Nous aurons un débat sur la respiration démocratique interne aux instances fédérales. Je pense, bien sûr, à leur gouvernance.
Nous exprimerons des positions visant à une plus grande démocratisation et une plus forte territorialisation des pratiques, certes, mais également des organisations et des fonctionnements, dans le respect des débats conduits récemment par le CNOSF, qui fédère l’ensemble des disciplines sportives, olympiques ou non, de notre pays.
Cette PPL doit constituer une étape décisive dans la longue marche vers l’égalité hommes – femmes dans le sport. Sur ce sujet, ne soyons pas plus conservateurs que la société civile et nous, Sénat, ne soyons pas plus conservateurs que l’Assemblée Nationale.
Mettons-nous au diapason des Jeux Olympiques de Paris car, pour la première fois, nous aurons des J.O. paritaires en 2024.
Mettons-nous au diapason du combat mené par Alice MILLIAT, sportive française qui avait su fédérer le mouvement sportif féminin, en France, puis au niveau mondial.
À l’issue de cette PPL, on sera loin d’avoir épuisé des dimensions majeures du phénomène de société que représente le sport.
Exemples :
- Un Pass’ Sport aujourd’hui en application, mais qui devra être étendu et durable.
- La concrétisation véritable du sport sur ordonnance (on va élargir les prescriptions, mais pas les remboursements).
- La reconversion des sportifs de haut niveau,
- La relation sport scolaire / sport fédéral qui ne peut se réduire à la seule ouverture dans la rue voisine des salles de sport se trouvant dans l’enceinte des écoles et établissements d’enseignement.

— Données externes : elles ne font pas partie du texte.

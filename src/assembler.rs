//! Bit-level preamble search and byte assembly.
//!
//! [`ByteAssembler`] is the second receive stage. Every incoming bit is shifted
//! into a register as wide as the configured [`Preamble`]; a match locks the
//! byte boundary to the end of the marker, no matter how many bits had been
//! collected before. The marker bytes are forwarded downstream so the frame
//! layer sees the same byte stream the transmitter queued.
//!
//! Before the first lock the assembler is in
//! [`AssemblerState::SearchingPreamble`] and forwards nothing; line noise never
//! reaches the frame layer.
//!
//! [`BitPacker`] is the transmit mirror: it splits bytes into bits in the same
//! [`BitOrder`].

use crate::consts::{BIT_BUFFER_SIZE, BYTE_BUFFER_SIZE};
use crate::preamble::{Preamble, PreambleWidth};
use crate::ring::RingBuffer;
use crate::stage::{ByteSource, Stage};

/// Order in which the bits of a byte are transmitted.
#[derive(Debug, Clone, Copy, PartialEq, Eq, Default)]
#[cfg_attr(feature = "defmt-0-3", derive(defmt::Format))]
pub enum BitOrder {
    /// Most significant bit first.
    #[default]
    MsbFirst,
    /// Least significant bit first.
    LsbFirst,
}

/// Synchronization state of the [`ByteAssembler`].
#[derive(Debug, Clone, Copy, PartialEq, Eq, Default)]
#[cfg_attr(feature = "defmt-0-3", derive(defmt::Format))]
pub enum AssemblerState {
    /// No preamble seen yet; bits are only shifted through the register.
    #[default]
    SearchingPreamble,
    /// Byte boundary locked; every eighth bit completes a byte.
    Assembling,
}

/// Bit-to-byte stage of the receive pipeline.
///
/// # Example
///
/// ```rust
/// use peregrine::assembler::{BitOrder, ByteAssembler};
/// use peregrine::preamble::Preamble;
///
/// let mut assembler = ByteAssembler::new(Preamble::default(), BitOrder::MsbFirst);
/// for byte in [0x00u8, 0xAB, 0xBA, 0x42] {
///     for i in (0..8).rev() {
///         assembler.process_bit(byte >> i & 1 == 1);
///     }
/// }
/// assert_eq!(assembler.pop_byte(), Some(0xAB));
/// assert_eq!(assembler.pop_byte(), Some(0xBA));
/// assert_eq!(assembler.pop_byte(), Some(0x42));
/// ```
#[derive(Debug, Clone)]
pub struct ByteAssembler {
    order: BitOrder,
    preamble: Preamble,
    state: AssemblerState,
    shift_register: u16,
    current: u8,
    bits_collected: u8,
    locks: u32,
    bits: RingBuffer<bool, BIT_BUFFER_SIZE>,
    bytes: RingBuffer<u8, BYTE_BUFFER_SIZE>,
}

impl ByteAssembler {
    /// Creates an assembler searching for `preamble`, bits arriving in `order`.
    pub fn new(preamble: Preamble, order: BitOrder) -> Self {
        Self {
            order,
            preamble,
            state: AssemblerState::SearchingPreamble,
            shift_register: 0,
            current: 0,
            bits_collected: 0,
            locks: 0,
            bits: RingBuffer::new(),
            bytes: RingBuffer::new(),
        }
    }

    /// Current synchronization state.
    pub fn state(&self) -> AssemblerState {
        self.state
    }

    /// Configured bit order.
    pub fn bit_order(&self) -> BitOrder {
        self.order
    }

    /// Number of preamble locks since construction or the last reset.
    pub fn locks(&self) -> u32 {
        self.locks
    }

    /// Takes the oldest assembled byte.
    pub fn pop_byte(&mut self) -> Option<u8> {
        self.bytes.pop().ok()
    }

    /// Feeds one bit straight into the assembler, bypassing the input queue.
    ///
    /// Assembled bytes land in the output queue, which drops its oldest byte
    /// when full.
    pub fn process_bit(&mut self, bit: bool) {
        let width = self.preamble.width();
        let incoming = u16::from(bit);
        self.shift_register = match self.order {
            BitOrder::MsbFirst => (self.shift_register << 1) | incoming,
            BitOrder::LsbFirst => (self.shift_register >> 1) | (incoming << (width.bits() - 1)),
        } & width.mask();

        if self.register_matches() {
            let on_boundary = self.state == AssemblerState::Assembling && self.bits_collected == 7;
            if !on_boundary {
                self.lock();
                return;
            }
        }

        if self.state == AssemblerState::SearchingPreamble {
            return;
        }

        let incoming = u8::from(bit);
        match self.order {
            BitOrder::MsbFirst => self.current |= incoming << (7 - self.bits_collected),
            BitOrder::LsbFirst => self.current |= incoming << self.bits_collected,
        }
        self.bits_collected += 1;
        if self.bits_collected == 8 {
            trace!("assembled byte {}", self.current);
            self.bytes.push(self.current);
            self.current = 0;
            self.bits_collected = 0;
        }
    }

    fn register_matches(&self) -> bool {
        let expected = match (self.order, self.preamble.width()) {
            (BitOrder::LsbFirst, PreambleWidth::Bits16) => self.preamble.pattern().swap_bytes(),
            _ => self.preamble.pattern(),
        };
        self.shift_register == expected
    }

    fn lock(&mut self) {
        if self.state == AssemblerState::Assembling && self.bits_collected != 0 {
            debug!("preamble resync dropped {} bits", self.bits_collected);
        }
        self.state = AssemblerState::Assembling;
        self.locks = self.locks.wrapping_add(1);
        info!("preamble lock {}", self.preamble.pattern());
        for byte in self.preamble.bytes() {
            self.bytes.push(byte);
        }
        self.current = 0;
        self.bits_collected = 0;
    }
}

impl Stage for ByteAssembler {
    type Input = bool;
    type Output = u8;

    fn accept(&mut self, item: bool) {
        self.bits.push(item);
    }

    fn is_ready(&self) -> bool {
        !self.bits.is_full()
    }

    /// Drains queued bits while the output queue can take a whole preamble.
    fn task(&mut self) {
        while self.bytes.free() >= 2 {
            match self.bits.pop() {
                Ok(bit) => self.process_bit(bit),
                Err(_) => break,
            }
        }
    }

    fn take(&mut self) -> Option<u8> {
        self.pop_byte()
    }

    fn is_idle(&self) -> bool {
        self.bits.is_empty() && self.bytes.is_empty()
    }

    fn reset(&mut self) {
        self.state = AssemblerState::SearchingPreamble;
        self.shift_register = 0;
        self.current = 0;
        self.bits_collected = 0;
        self.locks = 0;
        self.bits.reset();
        self.bytes.reset();
    }
}

impl ByteSource for ByteAssembler {}

/// Splits bytes into bits for transmission.
#[derive(Debug, Clone, Copy, PartialEq, Eq, Default)]
#[cfg_attr(feature = "defmt-0-3", derive(defmt::Format))]
pub struct BitPacker {
    order: BitOrder,
    current: u8,
    remaining: u8,
}

impl BitPacker {
    /// Creates an empty packer emitting bits in `order`.
    pub const fn new(order: BitOrder) -> Self {
        Self {
            order,
            current: 0,
            remaining: 0,
        }
    }

    /// Loads the next byte, replacing any bits left of the previous one.
    pub fn load(&mut self, byte: u8) {
        self.current = byte;
        self.remaining = 8;
    }

    /// Returns the next bit of the loaded byte, or `None` once it is exhausted.
    pub fn next_bit(&mut self) -> Option<bool> {
        if self.remaining == 0 {
            return None;
        }
        let index = 8 - self.remaining;
        let bit = match self.order {
            BitOrder::MsbFirst => self.current & (0x80 >> index) != 0,
            BitOrder::LsbFirst => self.current & (0x01 << index) != 0,
        };
        self.remaining -= 1;
        Some(bit)
    }

    /// `true` when every bit of the loaded byte has been emitted.
    pub fn is_empty(&self) -> bool {
        self.remaining == 0
    }

    /// Discards the loaded byte.
    pub fn clear(&mut self) {
        self.remaining = 0;
    }
}

#[cfg(test)]
mod tests {
    use super::*;

    fn bits_of(bytes: &[u8], order: BitOrder) -> Vec<bool> {
        let mut packer = BitPacker::new(order);
        let mut out = Vec::new();
        for &byte in bytes {
            packer.load(byte);
            while let Some(bit) = packer.next_bit() {
                out.push(bit);
            }
        }
        out
    }

    fn run(assembler: &mut ByteAssembler, bits: &[bool]) -> Vec<u8> {
        let mut out = Vec::new();
        for &bit in bits {
            assert!(assembler.is_ready());
            assembler.accept(bit);
            assembler.task();
            while let Some(byte) = assembler.take() {
                out.push(byte);
            }
        }
        out
    }

    const DATA: [u8; 6] = [0x01, 0x02, 0x03, 0x00, 0xFF, 0x5A];

    #[test]
    fn test_bit_packer_orders() {
        assert_eq!(
            bits_of(&[0b1000_0010], BitOrder::MsbFirst),
            vec![true, false, false, false, false, false, true, false]
        );
        assert_eq!(
            bits_of(&[0b1000_0010], BitOrder::LsbFirst),
            vec![false, true, false, false, false, false, false, true]
        );
        let mut packer = BitPacker::new(BitOrder::MsbFirst);
        assert!(packer.is_empty());
        packer.load(0xFF);
        let _ = packer.next_bit();
        packer.clear();
        assert_eq!(packer.next_bit(), None);
    }

    #[test]
    fn test_noise_before_lock_is_suppressed() {
        let mut assembler = ByteAssembler::new(Preamble::default(), BitOrder::MsbFirst);
        let out = run(&mut assembler, &bits_of(&[0x13, 0x37, 0x42], BitOrder::MsbFirst));
        assert!(out.is_empty());
        assert_eq!(assembler.state(), AssemblerState::SearchingPreamble);
    }

    #[test]
    fn test_resync_for_every_bit_offset() {
        for order in [BitOrder::MsbFirst, BitOrder::LsbFirst] {
            for offset in 0..8 {
                let mut assembler = ByteAssembler::new(Preamble::default(), order);
                let mut bits = vec![false; offset];
                bits.extend(bits_of(&[0xAB, 0xBA], order));
                bits.extend(bits_of(&DATA, order));

                let out = run(&mut assembler, &bits);
                assert_eq!(&out[..2], &[0xAB, 0xBA], "offset {offset}, {order:?}");
                assert_eq!(&out[2..], &DATA, "offset {offset}, {order:?}");
                assert_eq!(assembler.locks(), 1);
            }
        }
    }

    #[test]
    fn test_relock_mid_stream_resets_boundary() {
        let mut assembler = ByteAssembler::new(Preamble::default(), BitOrder::MsbFirst);
        let mut bits = bits_of(&[0xAB, 0xBA, 0x11], BitOrder::MsbFirst);
        // Three stray bits shift the phase of the second transmission.
        bits.extend([true, false, true]);
        bits.extend(bits_of(&[0xAB, 0xBA, 0x22], BitOrder::MsbFirst));

        let out = run(&mut assembler, &bits);
        assert_eq!(out.first(), Some(&0xAB));
        assert_eq!(&out[out.len() - 3..], &[0xAB, 0xBA, 0x22]);
        assert_eq!(assembler.locks(), 2);
    }

    #[test]
    fn test_aligned_marker_in_data_is_not_duplicated() {
        let mut assembler = ByteAssembler::new(Preamble::default(), BitOrder::MsbFirst);
        let bits = bits_of(&[0xAB, 0xBA, 0x10, 0xAB, 0xBA, 0x20], BitOrder::MsbFirst);
        let out = run(&mut assembler, &bits);
        assert_eq!(out, vec![0xAB, 0xBA, 0x10, 0xAB, 0xBA, 0x20]);
        assert_eq!(assembler.locks(), 1);
    }

    #[test]
    fn test_single_byte_preamble() {
        let preamble = Preamble::new(0x7E, PreambleWidth::Bits8);
        for order in [BitOrder::MsbFirst, BitOrder::LsbFirst] {
            let mut assembler = ByteAssembler::new(preamble, order);
            let mut bits = vec![false; 3];
            bits.extend(bits_of(&[0x7E, 0x01, 0x80], order));
            assert_eq!(run(&mut assembler, &bits), vec![0x7E, 0x01, 0x80]);
        }
    }

    #[test]
    fn test_task_respects_output_room() {
        let mut assembler = ByteAssembler::new(Preamble::default(), BitOrder::MsbFirst);
        let mut bits = bits_of(&[0xAB, 0xBA], BitOrder::MsbFirst);
        bits.extend(bits_of(&[0x01; 80], BitOrder::MsbFirst));
        let mut fed = 0;
        while fed < bits.len() && assembler.is_ready() {
            assembler.accept(bits[fed]);
            fed += 1;
            assembler.task();
        }
        assert!(!assembler.is_ready());
        assert_eq!(fed, BYTE_BUFFER_SIZE * 8 - 8 + BIT_BUFFER_SIZE);

        let mut out = Vec::new();
        while !assembler.is_idle() {
            while let Some(byte) = assembler.take() {
                out.push(byte);
            }
            while fed < bits.len() && assembler.is_ready() {
                assembler.accept(bits[fed]);
                fed += 1;
            }
            assembler.task();
        }
        assert_eq!(out.len(), 82);
        assert!(out[2..].iter().all(|&b| b == 0x01));
    }

    #[test]
    fn test_reset_returns_to_search() {
        let mut assembler = ByteAssembler::new(Preamble::default(), BitOrder::MsbFirst);
        let _ = run(&mut assembler, &bits_of(&[0xAB, 0xBA, 0x01], BitOrder::MsbFirst));
        assembler.reset();
        assert_eq!(assembler.state(), AssemblerState::SearchingPreamble);
        assert!(assembler.is_idle());
        assert!(run(&mut assembler, &bits_of(&[0x01, 0x02], BitOrder::MsbFirst)).is_empty());
    }
}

- Ou bien encore : la promotion du sport féminin et du handisport, la question de l’emploi sportif ou la nécessité d’envisager un programme ambitieux d’équipements sportifs traditionnels.
- Sans oublier une fonctionnalité clarifiée pour les C.T.S. (Conseillers Techniques Sportifs).
Un sujet a défrayé la chronique : la possibilité, pour une ligue sportive professionnelle, de créer une société commerciale chargée d’optimiser ses droits audiovisuels, dès lors que la Fédération concernée lui a transféré la propriété juridique de l’exploitation de ces droits.
Le contexte actuel, mais également les précautions figurant dans le texte (avis conforme ou accord de la Fédération) doivent nous conduire à donner toutes ses chances de réussite à la société commerciale.
Madame la Ministre, j’apprécie l’inscription dans la loi de la plateforme de lutte contre la manipulation des compétitions sportives, objet de la proposition de loi que j’avais déposée. Mais reconnaissons que les progrès relatifs à l’éthique du sport demeurent modestes, alors que (pour ne prendre qu’un seul exemple), selon la D.N.C.G (Direction Nationale du Contrôle de Gestion) des clubs, 60% des agents de footballeurs échappent à toute réglementation.
Il en est de même pour la problématique sport – entreprise : mécénat, sponsoring, développement des activités en milieu professionnel ou facilitées par l’entreprise… ; j’espère que dans le cadre de la R.S.E., ce dernier manque sera comblé par amendement. Alors que, paradoxalement, Paris abrite aujourd’hui le plus grand incubateur du monde dans le domaine du sport.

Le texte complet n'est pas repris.